Preemption refers to interrupting work in progress, saving state, and switching to another task. Type 4 packets can define memory ranges for the CP to save state when preempted. But eventually Adreno would get multiple queues too. Also, Radeon’s preemption subjectively feels snappier than Adreno’s. I often see the cell phone’s screen freeze when running compute tasks on Adreno 530, but not on GCN GPUs.

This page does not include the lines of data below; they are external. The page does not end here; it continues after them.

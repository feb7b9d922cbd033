//! The shared browser crawl pipeline.
//!
//! Every engine runs the same sequence — navigate, clear challenges, check
//! login, flip the web-search toggle, type, submit, wait for completion,
//! clarify if asked, extract — parameterized by its [`EngineProfile`].

use crate::completion::{DEFAULT_MAX_WAIT, WEB_SEARCH_MAX_WAIT, wait_for_completion};
use crate::extract::{extract_body_fallback, extract_citations};
use crate::profile::{
    CLARIFICATION_PATTERNS, EngineProfile, FOLLOWUP_MESSAGE, TOGGLE_STATE_ATTRS, profile,
};
use geowatch_browser::{Page, human};
use geowatch_core::{CrawlOutcome, Engine};
use std::path::{Path, PathBuf};
use std::time::Duration;
use tracing::{info, warn};

#[derive(Debug, Clone)]
pub struct CrawlOptions {
    pub enable_web_search: bool,
    /// Conversation turns budget, clarification follow-ups included.
    pub max_turns: u32,
    pub max_wait: Option<Duration>,
    pub take_screenshot: bool,
    pub screenshot_dir: PathBuf,
}

impl Default for CrawlOptions {
    fn default() -> Self {
        Self {
            enable_web_search: true,
            max_turns: 2,
            max_wait: None,
            take_screenshot: true,
            screenshot_dir: PathBuf::from("data/screenshots"),
        }
    }
}

/// `<engine>_<sanitized_query_prefix>_<yyyyMMdd_HHmmss>.png`
pub fn screenshot_path(dir: &Path, engine: Engine, query: &str) -> PathBuf {
    let safe: String = query
        .chars()
        .take(30)
        .filter(|c| c.is_alphanumeric() || *c == ' ' || *c == '-' || *c == '_')
        .collect();
    let timestamp = chrono::Utc::now().format("%Y%m%d_%H%M%S");
    dir.join(format!("{}_{}_{}.png", engine.as_str(), safe.trim(), timestamp))
}

async fn take_screenshot(
    page: &dyn Page,
    dir: &Path,
    engine: Engine,
    query: &str,
) -> Option<String> {
    if std::fs::create_dir_all(dir).is_err() {
        return None;
    }
    let path = screenshot_path(dir, engine, query);
    match page.screenshot(&path).await {
        Ok(()) => Some(path.display().to_string()),
        Err(err) => {
            warn!(%err, "screenshot failed");
            None
        }
    }
}

fn needs_clarification(text: &str) -> bool {
    if text.chars().count() >= 1000 {
        return false;
    }
    let lower = text.to_lowercase();
    CLARIFICATION_PATTERNS
        .iter()
        .any(|p| lower.contains(&p.to_lowercase()))
}

pub struct BrowserAdapter<'a> {
    profile: &'static EngineProfile,
    challenges: &'a geowatch_challenge::ChallengeHandler,
}

impl<'a> BrowserAdapter<'a> {
    pub fn new(engine: Engine, challenges: &'a geowatch_challenge::ChallengeHandler) -> Self {
        Self {
            profile: profile(engine),
            challenges,
        }
    }

    pub fn engine(&self) -> Engine {
        self.profile.engine
    }

    /// Drive one query to completion on a live page. Never errors across the
    /// boundary — trouble comes back as an unsuccessful [`CrawlOutcome`].
    pub async fn crawl(&self, query: &str, page: &dyn Page, opts: &CrawlOptions) -> CrawlOutcome {
        let engine = self.profile.engine;
        let started = std::time::Instant::now();

        let url = if self.profile.query_in_url {
            format!("{}{}", self.profile.chat_url, urlencode(query))
        } else {
            self.profile.chat_url.to_string()
        };
        info!(%engine, %url, "navigating");
        if let Err(err) = page.goto(&url).await {
            return CrawlOutcome::failure(engine, query, format!("navigation failed: {err}"));
        }
        human::random_delay(2000, 4000).await;

        let resolution = self.challenges.resolve(page).await;
        if !resolution.success {
            warn!(%engine, kind = %resolution.kind, "challenge unresolved");
            let mut outcome = CrawlOutcome::failure(
                engine,
                query,
                format!("challenge failed: {}", resolution.message),
            );
            outcome.screenshot_path = resolution.screenshot_path;
            return outcome;
        }

        if self.profile.query_in_url {
            return self.finish(query, page, opts, started, None, 1).await;
        }

        // Read the page like a human before touching the input.
        let _ = human::wander_cursor(page).await;
        let _ = human::natural_scroll(page).await;

        // Locate the input before deciding anything about login: several
        // engines show a login banner while still serving an input box.
        let input_selector = self.find_input(page).await;
        let Some(input_selector) = input_selector else {
            let body = page.body_text().await.unwrap_or_default();
            let login_hinted = self
                .profile
                .login_keywords
                .iter()
                .any(|kw| body.contains(kw));
            let shot =
                take_screenshot(page, &opts.screenshot_dir, engine, query).await;
            if login_hinted {
                info!(%engine, "login wall with no input field");
                return CrawlOutcome::login_required(engine, query).with_screenshot(shot);
            }
            return CrawlOutcome::failure(
                engine,
                query,
                "no input field found; page layout may have changed",
            )
            .with_screenshot(shot);
        };

        let web_search_enabled = if opts.enable_web_search
            && !self.profile.web_search_toggles.is_empty()
        {
            Some(self.enable_web_search(page).await)
        } else {
            None
        };

        let text_to_type = match self.profile.query_preamble {
            Some(preamble) => format!("{preamble}{query}"),
            None => query.to_string(),
        };
        match human::type_text(page, &input_selector, &text_to_type).await {
            Ok(true) => {}
            Ok(false) => {
                return CrawlOutcome::failure(engine, query, "input field disappeared mid-typing");
            }
            Err(err) => {
                return CrawlOutcome::failure(engine, query, format!("typing failed: {err}"));
            }
        }
        human::random_delay(500, 1000).await;

        if let Err(err) = self.submit(page).await {
            return CrawlOutcome::failure(engine, query, format!("submit failed: {err}"));
        }
        human::random_delay(3000, 5000).await;

        self.finish(query, page, opts, started, web_search_enabled, opts.max_turns.max(1))
            .await
    }

    async fn finish(
        &self,
        query: &str,
        page: &dyn Page,
        opts: &CrawlOptions,
        started: std::time::Instant,
        web_search_enabled: Option<bool>,
        max_turns: u32,
    ) -> CrawlOutcome {
        let engine = self.profile.engine;
        let max_wait = opts.max_wait.unwrap_or(
            if web_search_enabled == Some(true) {
                WEB_SEARCH_MAX_WAIT
            } else {
                DEFAULT_MAX_WAIT
            },
        );

        let mut turns = 0u32;
        let mut text = String::new();
        let mut citations = Vec::new();

        while turns < max_turns {
            turns += 1;
            let completion = wait_for_completion(page, self.profile, max_wait).await;
            text = completion.text;
            citations = completion.citations;

            if !self.profile.supports_clarification_loop || !needs_clarification(&text) {
                break;
            }
            if turns >= max_turns {
                info!(%engine, turns, "turn budget exhausted, accepting clarification text");
                break;
            }

            info!(%engine, turn = turns, "engine asked for clarification, sending follow-up");
            if !self.send_followup(page).await {
                break;
            }
            human::random_delay(3000, 5000).await;
        }

        // Selector misses with citations present usually mean hashed class
        // churn; the body scan often still recovers the answer.
        if text.chars().count() < 50 && !citations.is_empty() {
            let recovered = extract_body_fallback(page, self.profile).await;
            if !recovered.is_empty() {
                info!(%engine, len = recovered.chars().count(), "recovered answer from body scan");
                text = recovered;
            }
        }
        if citations.is_empty() {
            citations = extract_citations(page, self.profile).await;
        }

        let screenshot = if opts.take_screenshot {
            take_screenshot(page, &opts.screenshot_dir, engine, query).await
        } else {
            None
        };
        let raw_html = page.page_source().await.ok().map(|html| {
            let mut html = html;
            html.truncate(50_000);
            html
        });

        // Citations alone count as success; they are the scoring signal.
        let success = text.chars().count() > 50 || !citations.is_empty();
        info!(
            %engine,
            success,
            text_len = text.chars().count(),
            citations = citations.len(),
            turns,
            "crawl finished"
        );

        CrawlOutcome {
            success,
            engine,
            query_text: query.to_string(),
            response_text: text,
            citations,
            response_time_ms: Some(started.elapsed().as_millis() as u64),
            raw_html,
            screenshot_path: screenshot,
            error: if success {
                None
            } else {
                Some("no substantial answer or citations extracted".to_string())
            },
            requires_login: false,
            web_search_enabled,
            turns: Some(turns),
            crawled_at: chrono::Utc::now(),
        }
    }

    async fn find_input(&self, page: &dyn Page) -> Option<String> {
        for selector in self.profile.input_selectors {
            if page.exists_visible(selector).await.unwrap_or(false) {
                return Some((*selector).to_string());
            }
        }
        None
    }

    /// Flip the web-search toggle on when present and currently off.
    /// Missing toggle is non-fatal; the crawl continues without it.
    async fn enable_web_search(&self, page: &dyn Page) -> bool {
        for selector in self.profile.web_search_toggles {
            if !page.exists_visible(selector).await.unwrap_or(false) {
                continue;
            }
            let mut enabled = false;
            for attr in TOGGLE_STATE_ATTRS {
                if let Ok(Some(value)) = page.attr(selector, attr).await {
                    if value == "true" || value == "checked" {
                        enabled = true;
                        break;
                    }
                }
            }
            if !enabled {
                if let Ok(Some(class)) = page.attr(selector, "class").await {
                    let class = class.to_lowercase();
                    enabled = class.contains("active")
                        || class.contains("enabled")
                        || class.contains("selected");
                }
            }

            if enabled {
                info!(engine = %self.profile.engine, "web search already enabled");
                return true;
            }
            if page.click(selector).await.unwrap_or(false) {
                info!(engine = %self.profile.engine, selector, "enabled web search");
                human::random_delay(800, 1500).await;
                return true;
            }
        }
        warn!(engine = %self.profile.engine, "web-search toggle not found, continuing without it");
        false
    }

    async fn submit(&self, page: &dyn Page) -> geowatch_core::Result<()> {
        for selector in self.profile.send_selectors {
            if page.click(selector).await.unwrap_or(false) {
                return Ok(());
            }
        }
        page.press_enter().await
    }

    async fn send_followup(&self, page: &dyn Page) -> bool {
        let Some(input_selector) = self.find_input(page).await else {
            warn!(engine = %self.profile.engine, "no input field for follow-up");
            return false;
        };
        if !page.fill(&input_selector, FOLLOWUP_MESSAGE).await.unwrap_or(false) {
            return false;
        }
        human::random_delay(300, 500).await;
        self.submit(page).await.is_ok()
    }
}

fn urlencode(query: &str) -> String {
    let mut out = String::with_capacity(query.len() * 3);
    for byte in query.as_bytes() {
        match byte {
            b'A'..=b'Z' | b'a'..=b'z' | b'0'..=b'9' | b'-' | b'_' | b'.' | b'~' => {
                out.push(*byte as char);
            }
            b' ' => out.push('+'),
            other => out.push_str(&format!("%{other:02X}")),
        }
    }
    out
}

#[cfg(test)]
mod tests {
    use super::*;

    #[test]
    fn screenshot_name_is_sanitized() {
        let path = screenshot_path(Path::new("/tmp/shots"), Engine::DeepSeek, "what? laptop/best <2024>");
        let name = path.file_name().unwrap().to_string_lossy().to_string();
        assert!(name.starts_with("deepseek_"));
        assert!(!name.contains('?'));
        assert!(!name.contains('/'));
        assert!(name.ends_with(".png"));
    }

    #[test]
    fn clarification_requires_short_text() {
        assert!(needs_clarification("请告诉我您的预算范围是多少？"));
        let long = "请告诉我 ".repeat(300);
        assert!(!needs_clarification(&long));
        assert!(!needs_clarification("以下是完整的推荐清单。"));
    }

    #[test]
    fn urlencode_handles_spaces_and_unicode() {
        assert_eq!(urlencode("best laptop"), "best+laptop");
        assert_eq!(urlencode("笔记本"), "%E7%AC%94%E8%AE%B0%E6%9C%AC");
    }
}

Adreno 530’s Shader Processor

Adreno 530’s SP has 64 FP32 lanes along with a vector register file of unknown size and scheduling hardware. Special functions like reciprocals and inverse square roots execute at 1/8 rate, in line with Nvidia’s Ampere architecture. Intel’s Gen 9, AMD’s GCN, and Nvidia’s Maxwell however place more emphasis on special function units, and handle those at 1/4 rate. Qualcomm executes integer multiplies at 1/4 rate, in line with Maxwell and GCN.

Adreno places particularly low importance on 64-bit data types. INT64 adds execute at quarter rate. Desktop GPUs typically handle 64-bit adds with a pair of add-with-carry operations, resulting in half rate throughput. However, low INT64 performance is a trait shared with Intel’s Gen9 architecture. FP64 support is completely absent from Adreno, as mobile GPUs have no place taking on high performance compute.

Adreno instead focuses on lower precision types. Like Nintendo Switch’s special Maxwell implementation, FP16 operations execute at double rate. With fused multiply-add FP16 operations, Adreno 530 can achieve just over 540 GFLOPS, providing a notable advantage over Intel’s architecture. Of course, developers have to optimize their code to get by with lower precision in order to see that advantage. 16-bit integer operations also benefit, with INT16 multiplies enjoying full rate execution. On AMD’s GCN, there’s no advantage to using INT16 over INT32.

Wave Size and Scheduling

Note: I (Clam) originally thought Adreno 530 used wave64 execution based on Mesa code and per-workgroup throughput. After further experimentation, my previous conclusion was flawed. Divergence penalties are a better way of determining wave width because per-workgroup throughput only shows ALU count in a SP.

Wave size refers to vector width on a GPU. GPUs achieve high throughput at low power by using wide vector execution. GCN for example uses 64-wide waves, so one vector instruction applies the same operation across 64 32-bit elements. That means the GPU only has to pay the cost of fetching, decoding, and tracking an instruction through the pipeline once for 64 math operations. However, applying the same operation across the entire wave means wider waves are more prone to losing throughput if control flow diverges.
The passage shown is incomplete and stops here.